What do the lines from the one containing "fn normalize_title(value: &str)" through the end of the entries say? Quote them exactly, and only them.

Data for review —
= = = =

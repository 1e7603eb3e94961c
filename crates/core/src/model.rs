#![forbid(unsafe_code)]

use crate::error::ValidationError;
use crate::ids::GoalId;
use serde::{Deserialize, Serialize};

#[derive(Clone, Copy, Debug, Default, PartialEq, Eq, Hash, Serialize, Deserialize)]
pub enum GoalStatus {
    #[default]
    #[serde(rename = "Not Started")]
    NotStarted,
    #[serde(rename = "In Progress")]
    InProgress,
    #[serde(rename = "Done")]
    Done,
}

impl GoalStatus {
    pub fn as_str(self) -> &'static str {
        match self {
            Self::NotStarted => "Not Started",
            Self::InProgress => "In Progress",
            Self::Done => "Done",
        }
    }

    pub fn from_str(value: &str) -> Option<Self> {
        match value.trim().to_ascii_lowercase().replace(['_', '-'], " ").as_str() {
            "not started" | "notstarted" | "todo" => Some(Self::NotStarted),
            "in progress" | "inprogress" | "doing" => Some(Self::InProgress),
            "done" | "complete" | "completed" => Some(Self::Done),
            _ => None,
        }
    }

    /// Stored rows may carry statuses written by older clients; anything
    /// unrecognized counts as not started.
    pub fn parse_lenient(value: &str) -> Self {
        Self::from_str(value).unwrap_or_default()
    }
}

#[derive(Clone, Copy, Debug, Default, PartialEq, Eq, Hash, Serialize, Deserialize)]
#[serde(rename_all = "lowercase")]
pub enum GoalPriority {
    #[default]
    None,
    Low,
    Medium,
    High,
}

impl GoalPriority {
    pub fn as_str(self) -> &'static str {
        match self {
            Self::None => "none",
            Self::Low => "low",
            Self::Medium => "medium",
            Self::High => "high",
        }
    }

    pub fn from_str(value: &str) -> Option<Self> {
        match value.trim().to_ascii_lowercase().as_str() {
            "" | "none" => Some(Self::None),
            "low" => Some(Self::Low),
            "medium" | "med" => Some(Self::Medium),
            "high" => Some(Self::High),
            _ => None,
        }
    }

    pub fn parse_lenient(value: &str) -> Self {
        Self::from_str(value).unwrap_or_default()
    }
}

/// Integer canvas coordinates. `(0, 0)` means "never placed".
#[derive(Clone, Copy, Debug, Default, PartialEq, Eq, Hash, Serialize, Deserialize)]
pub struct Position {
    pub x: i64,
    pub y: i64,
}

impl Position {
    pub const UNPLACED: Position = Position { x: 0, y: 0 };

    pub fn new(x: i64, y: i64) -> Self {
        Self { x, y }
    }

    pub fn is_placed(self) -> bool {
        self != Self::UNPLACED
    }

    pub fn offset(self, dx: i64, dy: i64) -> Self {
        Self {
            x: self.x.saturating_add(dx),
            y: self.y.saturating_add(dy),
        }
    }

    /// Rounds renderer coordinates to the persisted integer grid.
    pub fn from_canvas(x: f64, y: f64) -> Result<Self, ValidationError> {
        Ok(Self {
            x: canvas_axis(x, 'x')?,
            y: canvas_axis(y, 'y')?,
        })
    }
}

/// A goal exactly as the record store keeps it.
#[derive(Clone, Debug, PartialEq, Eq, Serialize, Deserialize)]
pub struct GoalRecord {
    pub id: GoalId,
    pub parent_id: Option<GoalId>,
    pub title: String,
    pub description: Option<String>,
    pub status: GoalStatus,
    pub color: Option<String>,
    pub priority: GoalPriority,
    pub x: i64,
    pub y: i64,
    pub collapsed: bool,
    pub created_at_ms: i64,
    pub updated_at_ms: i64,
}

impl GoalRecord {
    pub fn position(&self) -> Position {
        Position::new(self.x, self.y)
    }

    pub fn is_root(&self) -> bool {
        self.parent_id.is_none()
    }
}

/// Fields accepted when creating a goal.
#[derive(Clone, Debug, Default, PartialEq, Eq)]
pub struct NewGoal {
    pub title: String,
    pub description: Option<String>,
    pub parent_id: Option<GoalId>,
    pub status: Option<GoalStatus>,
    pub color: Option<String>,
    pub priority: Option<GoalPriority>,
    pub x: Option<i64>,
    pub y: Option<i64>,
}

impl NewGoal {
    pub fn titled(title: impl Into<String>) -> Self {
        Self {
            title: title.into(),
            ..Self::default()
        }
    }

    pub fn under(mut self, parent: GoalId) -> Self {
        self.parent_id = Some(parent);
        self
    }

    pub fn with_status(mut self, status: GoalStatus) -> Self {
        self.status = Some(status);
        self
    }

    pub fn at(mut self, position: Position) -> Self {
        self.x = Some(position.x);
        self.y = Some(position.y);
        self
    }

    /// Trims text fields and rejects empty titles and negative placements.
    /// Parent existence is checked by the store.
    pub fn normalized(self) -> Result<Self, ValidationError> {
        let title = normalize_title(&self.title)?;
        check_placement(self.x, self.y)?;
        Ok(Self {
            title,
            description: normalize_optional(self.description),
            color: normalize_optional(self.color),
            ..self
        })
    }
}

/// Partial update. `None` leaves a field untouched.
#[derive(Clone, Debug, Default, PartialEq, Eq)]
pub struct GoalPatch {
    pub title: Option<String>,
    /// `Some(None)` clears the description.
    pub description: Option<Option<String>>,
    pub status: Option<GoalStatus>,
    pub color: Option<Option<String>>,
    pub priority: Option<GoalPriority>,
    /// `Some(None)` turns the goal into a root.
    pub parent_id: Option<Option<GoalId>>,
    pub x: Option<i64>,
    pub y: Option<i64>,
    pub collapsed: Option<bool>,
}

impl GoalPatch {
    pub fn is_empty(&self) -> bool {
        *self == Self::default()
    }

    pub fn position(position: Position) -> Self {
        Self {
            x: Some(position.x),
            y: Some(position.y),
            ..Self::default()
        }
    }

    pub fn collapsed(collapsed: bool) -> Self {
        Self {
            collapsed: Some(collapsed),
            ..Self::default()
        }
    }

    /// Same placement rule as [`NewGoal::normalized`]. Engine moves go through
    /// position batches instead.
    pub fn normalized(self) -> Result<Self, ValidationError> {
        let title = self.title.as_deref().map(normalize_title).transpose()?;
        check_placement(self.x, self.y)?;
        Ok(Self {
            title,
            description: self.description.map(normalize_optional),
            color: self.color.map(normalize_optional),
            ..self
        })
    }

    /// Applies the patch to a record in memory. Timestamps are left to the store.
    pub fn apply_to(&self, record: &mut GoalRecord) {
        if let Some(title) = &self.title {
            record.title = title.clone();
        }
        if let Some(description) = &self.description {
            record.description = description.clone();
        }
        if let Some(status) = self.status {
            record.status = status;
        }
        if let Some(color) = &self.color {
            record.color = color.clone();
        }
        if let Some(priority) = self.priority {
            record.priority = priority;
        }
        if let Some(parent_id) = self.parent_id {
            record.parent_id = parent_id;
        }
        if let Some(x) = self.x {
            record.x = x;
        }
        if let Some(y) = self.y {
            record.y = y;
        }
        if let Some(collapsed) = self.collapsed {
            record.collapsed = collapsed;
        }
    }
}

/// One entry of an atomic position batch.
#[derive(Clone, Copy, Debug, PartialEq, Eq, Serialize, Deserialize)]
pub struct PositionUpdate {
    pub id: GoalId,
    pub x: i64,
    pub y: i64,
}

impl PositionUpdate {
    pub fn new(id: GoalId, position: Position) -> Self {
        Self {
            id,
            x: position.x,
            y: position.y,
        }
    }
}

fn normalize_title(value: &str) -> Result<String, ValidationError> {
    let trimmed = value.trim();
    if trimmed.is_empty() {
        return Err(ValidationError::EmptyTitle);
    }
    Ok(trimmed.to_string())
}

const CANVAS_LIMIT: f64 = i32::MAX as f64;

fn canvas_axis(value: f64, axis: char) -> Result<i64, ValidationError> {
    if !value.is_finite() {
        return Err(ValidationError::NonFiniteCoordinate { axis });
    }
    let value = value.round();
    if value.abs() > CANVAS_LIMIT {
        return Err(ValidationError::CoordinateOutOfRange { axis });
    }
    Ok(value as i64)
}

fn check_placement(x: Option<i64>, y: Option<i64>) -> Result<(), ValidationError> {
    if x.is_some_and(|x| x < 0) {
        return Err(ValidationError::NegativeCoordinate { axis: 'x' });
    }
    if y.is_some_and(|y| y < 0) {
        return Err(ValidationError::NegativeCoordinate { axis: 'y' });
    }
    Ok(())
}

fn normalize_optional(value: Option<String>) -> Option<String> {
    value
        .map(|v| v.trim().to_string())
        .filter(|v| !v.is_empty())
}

= = = =

Task result —
fn normalize_title(value: &str) -> Result<String, ValidationError> {
    let trimmed = value.trim();
    if trimmed.is_empty() {
        return Err(ValidationError::EmptyTitle);
    }
    Ok(trimmed.to_string())
}

const CANVAS_LIMIT: f64 = i32::MAX as f64;

fn canvas_axis(value: f64, axis: char) -> Result<i64, ValidationError> {
    if !value.is_finite() {
        return Err(ValidationError::NonFiniteCoordinate { axis });
    }
    let value = value.round();
    if value.abs() > CANVAS_LIMIT {
        return Err(ValidationError::CoordinateOutOfRange { axis });
    }
    Ok(value as i64)
}

fn check_placement(x: Option<i64>, y: Option<i64>) -> Result<(), ValidationError> {
    if x.is_some_and(|x| x < 0) {
        return Err(ValidationError::NegativeCoordinate { axis: 'x' });
    }
    if y.is_some_and(|y| y < 0) {
        return Err(ValidationError::NegativeCoordinate { axis: 'y' });
    }
    Ok(())
}

fn normalize_optional(value: Option<String>) -> Option<String> {
    value
        .map(|v| v.trim().to_string())
        .filter(|v| !v.is_empty())
}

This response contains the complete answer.